Thus, Mr, R. Krishnaswamy contends that the absence of words 'exclusive' etc., will not alter the situation. Secondly, it was argued by Mr. R. Muthukumaraswamy that the parties by an agreement cannot oust the jurisdiction of the Court. On the contrary, Mr. R. Krishnaswamy contends that it is not the case of ousting of jurisdiction and on the other hand it is a case of refusing to exercise jurisdiction. For this proposition he relied on the Judgment reported in A. B. C. Laminart Pvt. Ltd.'s case, , which according to him answers this point. Further, Mr. R. Krishnaswamy relies on the case reported in Club Transport Corporation v. Triveni Engineering Works, . In the said decision, the Supreme Court has held as follows :
"It is not competent to the parties by agreement to invest a Court with jurisdiction which it docs not otherwise possess but if there are more than one forums where a suit can be filed, it is open to the parties by agreement to select a particular forum and exclude the other forums in regard to claims which one party may have against the other under a contract. Since in the present case the appellant was carrying on business in Jaipur, in view of Sections 19 and 20, CPC, the Court in Jaipur would have jurisidiction to entertain the suit filed by the respondent. In that event Clause 17 of the Contract of Carriage conferring exclusive jurisdiction on the Court in Jaipur city and excluding the jurisdiction of other Courts would be valid and effective."
In the said decision. Globe Transport Corporation, appellant before the Supreme Court was carrying on transport business in Jaipur. The consignor entrusted goods to the appellant (Globe Transport Corporation) at Baroda for carriage to Naini, Allahabd. The goods were damaged in transit due to an accident and the damaged goods were delivered to the respondent, Triveni Engineering Works and another, who were the endorsees of the consignment note. One of the conditions of the consignment note (Clause 17) was that the Court in Jaipur alone shall have jurisdiction in respect of all claims and matters arising under the consignment. But the respondents Triveni Engineering Works filed a suit for damages against the appellant Corporation in the Court of Civil Judge, Allahabad, being the place where the goods were delivered. The Civil Court as well as the High Court held that since no part of the cause of action had arisen in Jaipur, the Civil Court in Jaipur had no jurisdiction, allowing the said appeal. It is seen from the above Judgment that though a particular Court may not have jurisdiction in view of the fact that no part of cause of action has arisen, yet, if the defendant resides, a suit could be filed there and the parties agreed to have its disputes adjudicated in the place, where the defendant resides and that Court will alone have jurisdiction and not other Courts. In other words, it is the contractual terms between the parties that have been given effect to by the Court refusing to exercise its jurisdiction by honouring the terms of the contract and it is not case of ousting of jurisdiction.

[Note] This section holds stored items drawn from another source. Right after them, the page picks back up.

//! # rota-console
//!
//! Host for a restaurant staff-scheduling console. It fronts a scheduling
//! backend and owns the access and tenant-scoping core:
//!
//! - a session gate that admits `/dashboard` requests only with a live
//!   operator session,
//! - a persisted, per-client venue selection that is reconciled against
//!   the tenant's venue list every time that list is loaded,
//! - anonymous `/s/{token}` links that resolve a share token to one staff
//!   member's upcoming shifts without any operator credential.
//!
//! ## Architecture
//!
//! ```text
//! Clients (HTTP, WebSocket)
//!     │
//!     ├── Public routes: /login, /s/{token} (api/)
//!     ├── require_session → attach_profile (auth/)
//!     │       └── /dashboard handlers, /dashboard/ws (api/, ws/)
//!     │
//!     ├── ConsoleService · SessionService · ShareService (service/)
//!     ├── VenueAutoSelector · EventBus (domain/)
//!     │
//!     ├── ContextRegistry → VenueContextStore (storage/)
//!     │       └── KeyValuePort (file or memory)
//!     │
//!     └── SchedulingBackend (backend/, reqwest)
//! ```

pub mod api;
pub mod app_state;
pub mod auth;
pub mod backend;
pub mod config;
pub mod domain;
pub mod error;
pub mod service;
pub mod storage;
pub mod ws;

10. In this context, it is useful to refer to a Full Bench Judgment of Madhya Bharat High Court reported in Premadib Pictures v. New Sound Pictures, AIR 1955 Madh Bharat 193 cited by Mr. R. Muthukumaraswamy to the proposition that parties cannot enter into an agreement ousting the jurisdiction of the Court. In the said decision, the Full Bench of Madhya Bharat High Court held as follows:
"It is one thing to say that the Court has no jurisdiction and quite another to say that the Court should not entertain the suit because of the agreement of the parties to file a suit in the particular Court. In the former case the Court lacks the necessary jurisdiction. In the latter case the Court retains its jurisdiction but refuses to entertain a suit in order to give effect to the valid stipulation of the contract between the parties."
To say that the Court has no jurisdiction because the parties agreed to file a suit in another Court of competent jurisdiction is to lay down a proposition that the parties can, by an agreement, oust the jurisdiction of the Court, a proposition which is not tenable in law. It is now well settled that the parties cannot, by consent confer or oust the jurisdiction of a Court."

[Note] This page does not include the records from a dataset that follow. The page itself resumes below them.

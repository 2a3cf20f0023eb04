//! `reqwest` implementation of [`SchedulingBackend`].

use std::time::Duration;

use async_trait::async_trait;
use reqwest::{Client, Response, StatusCode, Url};
use serde::{Deserialize, Serialize};

use super::{AuthGrant, BackendError, BackendResult, LoginCredentials, SchedulingBackend};
use crate::domain::{
    Credential, GenerationRequest, ShareToken, SharedSchedule, StaffMember, TenantId, Venue,
    VenueId, VenueSchedule,
};

/// HTTP client for the scheduling API rooted at a base URL.
#[derive(Debug, Clone)]
pub struct HttpBackend {
    client: Client,
    base_url: Url,
}

#[derive(Serialize)]
struct PasswordResetRequest<'a> {
    email: &'a str,
}

#[derive(Serialize)]
struct PasswordResetConfirm<'a> {
    token: &'a str,
    password: &'a str,
}

#[derive(Deserialize)]
struct ShareTokenResponse {
    token: ShareToken,
}

impl HttpBackend {
    /// Builds a client for `base_url` with a per-request `timeout`.
    ///
    /// # Errors
    ///
    /// Returns [`BackendError::Http`] if the TLS backend cannot be
    /// initialised.
    pub fn new(base_url: Url, timeout: Duration) -> BackendResult<Self> {
        let client = Client::builder().timeout(timeout).build()?;
        Ok(Self { client, base_url })
    }

    /// Base URL all endpoints are resolved against.
    #[must_use]
    pub fn base_url(&self) -> &Url {
        &self.base_url
    }

    /// Appends percent-encoded path segments to the base URL.
    fn endpoint(&self, segments: &[&str]) -> BackendResult<Url> {
        let mut url = self.base_url.clone();
        url.path_segments_mut()
            .map_err(|()| BackendError::Upstream {
                status: 0,
                message: format!("base url {} cannot take a path", self.base_url),
            })?
            .pop_if_empty()
            .extend(segments);
        Ok(url)
    }

    async fn get_json<T>(&self, credential: &Credential, segments: &[&str]) -> BackendResult<T>
    where
        T: for<'de> Deserialize<'de>,
    {
        let url = self.endpoint(segments)?;
        tracing::debug!(path = url.path(), "backend GET");
        let response = self
            .client
            .get(url)
            .bearer_auth(credential.expose())
            .header("Accept", "application/json")
            .send()
            .await?;
        Ok(ensure_success(response).await?.json::<T>().await?)
    }

    async fn post_json<B, T>(
        &self,
        credential: &Credential,
        segments: &[&str],
        body: &B,
    ) -> BackendResult<T>
    where
        B: Serialize + Sync + ?Sized,
        T: for<'de> Deserialize<'de>,
    {
        let url = self.endpoint(segments)?;
        tracing::debug!(path = url.path(), "backend POST");
        let response = self
            .client
            .post(url)
            .bearer_auth(credential.expose())
            .json(body)
            .send()
            .await?;
        Ok(ensure_success(response).await?.json::<T>().await?)
    }
}

/// Maps non-success responses onto [`BackendError`].
async fn ensure_success(response: Response) -> BackendResult<Response> {
    let status = response.status();
    if status.is_success() {
        return Ok(response);
    }
    match status {
        StatusCode::UNAUTHORIZED | StatusCode::FORBIDDEN => Err(BackendError::Unauthorized),
        StatusCode::NOT_FOUND => Err(BackendError::NotFound(response.url().path().to_string())),
        _ => {
            let message = response
                .text()
                .await
                .ok()
                .filter(|body| !body.is_empty())
                .unwrap_or_else(|| status.canonical_reason().unwrap_or("error").to_string());
            Err(BackendError::Upstream {
                status: status.as_u16(),
                message,
            })
        }
    }
}

#[async_trait]
impl SchedulingBackend for HttpBackend {
    async fn authenticate(&self, credentials: &LoginCredentials) -> BackendResult<AuthGrant> {
        let url = self.endpoint(&["auth", "login"])?;
        let response = self.client.post(url).json(credentials).send().await?;
        if matches!(
            response.status(),
            StatusCode::UNAUTHORIZED | StatusCode::FORBIDDEN
        ) {
            return Err(BackendError::InvalidCredentials);
        }
        Ok(ensure_success(response).await?.json::<AuthGrant>().await?)
    }

    async fn request_password_reset(&self, email: &str) -> BackendResult<()> {
        let url = self.endpoint(&["auth", "password-reset"])?;
        let response = self
            .client
            .post(url)
            .json(&PasswordResetRequest { email })
            .send()
            .await?;
        ensure_success(response).await?;
        Ok(())
    }

    async fn reset_password(&self, reset_token: &str, new_password: &str) -> BackendResult<()> {
        let url = self.endpoint(&["auth", "password-reset", "confirm"])?;
        let response = self
            .client
            .post(url)
            .json(&PasswordResetConfirm {
                token: reset_token,
                password: new_password,
            })
            .send()
            .await?;
        ensure_success(response).await?;
        Ok(())
    }

    async fn list_venues(
        &self,
        credential: &Credential,
        tenant: &TenantId,
    ) -> BackendResult<Vec<Venue>> {
        self.get_json(credential, &["tenants", tenant.as_str(), "venues"])
            .await
    }

    async fn list_staff(
        &self,
        credential: &Credential,
        venue: &VenueId,
    ) -> BackendResult<Vec<StaffMember>> {
        self.get_json(credential, &["venues", venue.as_str(), "staff"])
            .await
    }

    async fn venue_schedule(
        &self,
        credential: &Credential,
        venue: &VenueId,
    ) -> BackendResult<VenueSchedule> {
        self.get_json(credential, &["venues", venue.as_str(), "schedule"])
            .await
    }

    async fn generate_schedule(
        &self,
        credential: &Credential,
        venue: &VenueId,
        request: &GenerationRequest,
    ) -> BackendResult<VenueSchedule> {
        self.post_json(
            credential,
            &["venues", venue.as_str(), "schedule", "generate"],
            request,
        )
        .await
    }

    async fn create_share_token(
        &self,
        credential: &Credential,
        venue: &VenueId,
        staff_id: &str,
    ) -> BackendResult<ShareToken> {
        let created: ShareTokenResponse = self
            .post_json(
                credential,
                &["venues", venue.as_str(), "staff", staff_id, "share-tokens"],
                &serde_json::json!({}),
            )
            .await?;
        Ok(created.token)
    }

    async fn shared_schedule(&self, token: &ShareToken) -> BackendResult<SharedSchedule> {
        let url = self.endpoint(&["share", token.as_str(), "schedule"])?;
        tracing::debug!(token = %token.redacted(), "backend GET shared schedule");
        // No bearer: the token in the path is the only credential.
        let response = self.client.get(url).send().await?;
        if matches!(
            response.status(),
            StatusCode::UNAUTHORIZED | StatusCode::FORBIDDEN | StatusCode::NOT_FOUND | StatusCode::GONE
        ) {
            return Err(BackendError::TokenRejected);
        }
        Ok(ensure_success(response)
            .await?
            .json::<SharedSchedule>()
            .await?)
    }
}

11. Explaining the stand taken by the applicant -- NLC, Mr. R. Krishnaswamy further contends that it is not the case of the application that the Court in Madias has no jurisdiction at all. On the other hand, the application is made out to signify its refusal to entertain any proceeding in respect of the arbitration agreement, where the clause relating to adjudication of disputes has restricted to one Court. In other words, the applicant has prayed this Court to honour the contractual terms of the parties in regard to the adjudication of disputes.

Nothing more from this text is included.